CEO Sang-Hoon Lee of ABL Bio stated, “Compass Therapeutics previously received Fast Track Designation from the FDA for tovecimig in April 2024 and has been leveraging its benefits in clinical development. Based on the COMPANION-002 clinical data, Compass Therapeutics plans to engage with the FDA following the OS and PFS readout on next steps. We hope that this Orphan Drug Designation, following Fast Track Designation, will positively impact the approval process of tovecimig.”
About ABL Bio
ABL Bio is advancing a diverse pipeline of preclinical and clinical-stage programs based on its proprietary bispecific antibody platform, Grabody. Clinical development programs for 10 pipeline assets—including ABL301 (SAR446159), ABL001 (tovecimig), ABL111 (givastomig), ABL503 (ragistomig), ABL105 (nesfrotamig), ABL104 (YH32364), ABL103, ABL202 (CS5001/LCB71), ABL206 (NEOK001), and ABL209 (NEOK002)—are underway across multiple countries, including the United States, China, Australia, and South Korea.

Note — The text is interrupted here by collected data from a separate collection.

pub mod activations;
pub mod init;
pub mod rng;

pub use activations::Activation;
pub use init::WeightInitialization;
pub use rng::SimpleRng;
use clap::Parser;
use nnet::config::{self, ViewConfig};
use nnet::error::{NetError, Result};
use nnet::mnist::load_mnist;
use nnet::render::captioned;
use nnet::sink::InferImageReport;
use std::io::{self, BufRead, Write};
use std::path::PathBuf;
use std::process;

/// Show the images behind an `nnet infer` log as text art.
///
/// Reads the log from stdin, e.g. `nnet infer | infview`.
#[derive(Parser, Debug)]
#[command(author, version)]
struct Cli {
    /// JSON configuration file (default: default.json when present)
    #[arg(short, long)]
    config: Option<PathBuf>,

    /// Images file the log was produced from
    #[arg(long)]
    infer_images_file: Option<PathBuf>,

    /// Labels file the log was produced from
    #[arg(long)]
    infer_labels_file: Option<PathBuf>,

    /// Show only misclassified images (true or false)
    #[arg(long)]
    only_mistake: Option<bool>,

    /// Log at debug level
    #[arg(short, long)]
    verbose: bool,
}

fn run(cli: Cli) -> Result<()> {
    let mut cfg: ViewConfig = config::resolve(cli.config.as_deref())?;
    if let Some(path) = cli.infer_images_file {
        cfg.infer_images_file = path;
    }
    if let Some(path) = cli.infer_labels_file {
        cfg.infer_labels_file = path;
    }
    if let Some(only_mistake) = cli.only_mistake {
        cfg.only_mistake = only_mistake;
    }

    let images = load_mnist(&cfg.infer_images_file, &cfg.infer_labels_file)?;
    let stdout = io::stdout();
    let mut out = stdout.lock();
    for line in io::stdin().lock().lines() {
        let Some(report) = InferImageReport::parse_line(&line?)? else {
            continue;
        };
        if cfg.only_mistake && !report.is_mistake() {
            continue;
        }
        let image = images.get(report.image_index).ok_or_else(|| {
            NetError::Log(format!(
                "image {} is not in {}",
                report.image_index,
                cfg.infer_images_file.display()
            ))
        })?;
        writeln!(
            out,
            "{}",
            captioned(image, report.infer_index, report.label, report.answer)
        )?;
    }
    Ok(())
}

fn main() {
    let cli = Cli::parse();
    let level = if cli.verbose { "debug" } else { "warn" };
    env_logger::Builder::from_env(env_logger::Env::default().default_filter_or(level)).init();

    if let Err(e) = run(cli) {
        eprintln!("error: {}", e);
        process::exit(1);
    }
}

Following the completion of its Phase 1 clinical trial in the United States, further development of ABL301 (SAR446159) will be led by Sanofi. ABL001 (tovecimig), currently in Phase 2/3 trial for biliary tract cancer patients, has received both Fast Track and Orphan Drug Designations from the FDA. ABL111 (givastomig), which is being co-developed with NovaBridge, has initiated a Phase 2 clinical trial in combination with nivolumab and chemotherapy, and plans to present additional data from the Phase 1b study at a global conference in the second half of this year.
In addition, multiple preclinical programs—including bispecific ADCs and dual-payload ADCs—are being continuously advanced through research and development.